Data supplied START

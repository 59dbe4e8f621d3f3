use proptest::prelude::*;
use sdk::errors::{EngineError, ErrorBody, LexisErrorExt};

// User hints never echo the raw failure detail, whatever it contains
proptest! {
    #[test]
    fn test_error_user_hint_completeness(error_str in "\\PC*") {
        let errs = vec![
            EngineError::Config(error_str.clone()),
            EngineError::Database(error_str.clone()),
            EngineError::RuleSet(error_str.clone()),
            EngineError::SearchProvider(error_str.clone()),
            EngineError::ModelStream(error_str.clone()),
            EngineError::ModelUnavailable {
                message: error_str.clone(),
                code: "model_rejected".to_string(),
            },
        ];

        for err in errs {
            let hint = err.user_hint();
            prop_assert!(!hint.is_empty());
            if error_str.len() > 12 {
                prop_assert!(!hint.contains(&error_str));
            }
        }
    }
}

// Status codes always land in the HTTP error range
proptest! {
    #[test]
    fn test_error_body_status_in_error_range(
        code in "model_[a-z]{1,12}",
        timeout_ms in 1..120_000u64,
    ) {
        let errs = vec![
            EngineError::SearchTimeout(timeout_ms),
            EngineError::ModelUnavailable {
                message: "failure".to_string(),
                code: code.clone(),
            },
            EngineError::Cancelled,
        ];

        for err in errs {
            let body = ErrorBody::from(&err);
            prop_assert!((400..600).contains(&body.status));
            prop_assert!(!body.code.is_empty());
        }
    }
}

Data supplied END

• Assigned task:
Give every line above again, word for word.

• Answer for this exercise:
repository 59dbe4e8f621d3f3
use proptest::prelude::*;
use sdk::errors::{EngineError, ErrorBody, LexisErrorExt};

// User hints never echo the raw failure detail, whatever it contains
proptest! {
    #[test]
    fn test_error_user_hint_completeness(error_str in "\\PC*") {
        let errs = vec![
            EngineError::Config(error_str.clone()),
            EngineError::Database(error_str.clone()),
            EngineError::RuleSet(error_str.clone()),
            EngineError::SearchProvider(error_str.clone()),
            EngineError::ModelStream(error_str.clone()),
            EngineError::ModelUnavailable {
                message: error_str.clone(),
                code: "model_rejected".to_string(),
            },
        ];

        for err in errs {
            let hint = err.user_hint();
            prop_assert!(!hint.is_empty());
            if error_str.len() > 12 {
                prop_assert!(!hint.contains(&error_str));
            }
        }
    }
}

// Status codes always land in the HTTP error range
proptest! {
    #[test]
    fn test_error_body_status_in_error_range(
        code in "model_[a-z]{1,12}",
        timeout_ms in 1..120_000u64,
    ) {
        let errs = vec![
            EngineError::SearchTimeout(timeout_ms),
            EngineError::ModelUnavailable {
                message: "failure".to_string(),
                code: code.clone(),
            },
            EngineError::Cancelled,
        ];

        for err in errs {
            let body = ErrorBody::from(&err);
            prop_assert!((400..600).contains(&body.status));
            prop_assert!(!body.code.is_empty());
        }
    }
}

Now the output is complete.